◆ Exercise brief
Report how many lines in the following entries contain "elliptic". Nothing else should be given.

--- Data extracts Enclosed Below ---

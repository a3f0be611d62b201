//! Classical IIR filter design.
//!
//! This module contains the building blocks used to design Butterworth,
//! Chebyshev, elliptic and Bessel filters: order selection functions, analog
//! lowpass prototypes, frequency transformations, and the elliptic functions
//! that the elliptic family requires.

pub mod elliptic;
pub mod order;
pub mod prototype;
pub mod transform;

pub use order::{buttord, cheb1ord, cheb2ord, ellipord};
pub use prototype::{besselap, buttap, cheb1ap, cheb2ap, ellipap};
pub use transform::{bilinear, lp2bp, lp2bs, lp2hp, lp2lp};
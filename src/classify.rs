use crate::{
    error::{Error, InvalidParameter, Result},
    types::{Edges, FilterKind},
};
use num_traits::Float;

/// Classifies a filter from its passband and stopband edges.
///
/// The edges must have the same shape and all frequencies must be finite
/// and strictly positive. They can be given in any units, as long as both
/// use the same ones.
///
/// - Single frequencies: `pb < sb` is a lowpass, `pb > sb` is a highpass and
///   `pb == sb` is an allpass.
///
/// - Pairs: a passband nested inside the stopband (`pb0 > sb0` and
///   `pb1 < sb1`) is a bandpass, and a stopband nested inside the passband
///   (`pb0 < sb0` and `pb1 > sb1`) is a bandstop. Any other combination
///   produces [`Error::MeaninglessFilter`].
pub fn classify<T: Float>(passband: &Edges<T>, stopband: &Edges<T>) -> Result<FilterKind> {
    passband.check_positive()?;
    stopband.check_positive()?;
    let kind = match (*passband, *stopband) {
        (Edges::Single(pb), Edges::Single(sb)) => {
            if pb < sb {
                FilterKind::Lowpass
            } else if pb > sb {
                FilterKind::Highpass
            } else {
                FilterKind::Allpass
            }
        }
        (Edges::Pair(pb0, pb1), Edges::Pair(sb0, sb1)) => {
            if pb0 > sb0 && pb1 < sb1 {
                FilterKind::Bandpass
            } else if pb0 < sb0 && pb1 > sb1 {
                FilterKind::Bandstop
            } else {
                return Err(Error::MeaninglessFilter);
            }
        }
        _ => return Err(InvalidParameter::ShapeMismatch.into()),
    };
    tracing::debug!(%kind, "classified filter");
    Ok(kind)
}

#[cfg(test)]
mod test {
    use super::*;

    #[test]
    fn scalar_kinds() {
        assert_eq!(
            classify(&Edges::Single(10.0), &Edges::Single(100.0)),
            Ok(FilterKind::Lowpass)
        );
        assert_eq!(
            classify(&Edges::Single(100.0), &Edges::Single(10.0)),
            Ok(FilterKind::Highpass)
        );
        assert_eq!(
            classify(&Edges::Single(5.0), &Edges::Single(5.0)),
            Ok(FilterKind::Allpass)
        );
    }

    #[test]
    fn band_kinds() {
        assert_eq!(
            classify(&Edges::Pair(1.0, 2.0), &Edges::Pair(0.1, 5.0)),
            Ok(FilterKind::Bandpass)
        );
        assert_eq!(
            classify(&Edges::Pair(1.0, 7.0), &Edges::Pair(2.0, 6.0)),
            Ok(FilterKind::Bandstop)
        );
    }

    #[test]
    fn meaningless() {
        for (pb, sb) in [
            ((6.0, 1.0), (6.0, 6.0)),
            ((1.0, 6.0), (2.0, 7.0)),
            ((2.0, 5.0), (1.0, 5.0)),
            ((1.0, 2.0), (3.0, 4.0)),
        ] {
            assert_eq!(
                classify(&Edges::Pair(pb.0, pb.1), &Edges::Pair(sb.0, sb.1)),
                Err(Error::MeaninglessFilter)
            );
        }
    }

    #[test]
    fn invalid() {
        assert_eq!(
            classify(&Edges::Single(1.0), &Edges::Pair(1.0, 2.0)),
            Err(InvalidParameter::ShapeMismatch.into())
        );
        assert_eq!(
            classify(&Edges::Single(-1.0), &Edges::Single(2.0)),
            Err(InvalidParameter::NonPositiveFrequency.into())
        );
        assert_eq!(
            classify(&Edges::Single(f64::NAN), &Edges::Single(2.0)),
            Err(InvalidParameter::NonFinite("frequency").into())
        );
    }

    #[test]
    fn totality() {
        let values = [0.01, 0.5, 1.0, 2.0, 3.5, 10.0, 1e4];
        for &pb in &values {
            for &sb in &values {
                let kind = classify(&Edges::Single(pb), &Edges::Single(sb)).unwrap();
                assert!(matches!(
                    kind,
                    FilterKind::Lowpass | FilterKind::Highpass | FilterKind::Allpass
                ));
            }
        }
        for &a in &values {
            for &b in &values {
                for &c in &values {
                    for &d in &values {
                        let nested = (a > c && b < d) || (a < c && b > d);
                        match classify(&Edges::Pair(a, b), &Edges::Pair(c, d)) {
                            Ok(kind) => {
                                assert!(nested);
                                assert!(kind.is_band());
                            }
                            Err(e) => {
                                assert!(!nested);
                                assert_eq!(e, Error::MeaninglessFilter);
                            }
                        }
                    }
                }
            }
        }
    }
}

--- End of Enclosed Data extracts ---

◆ Answer to the problem
4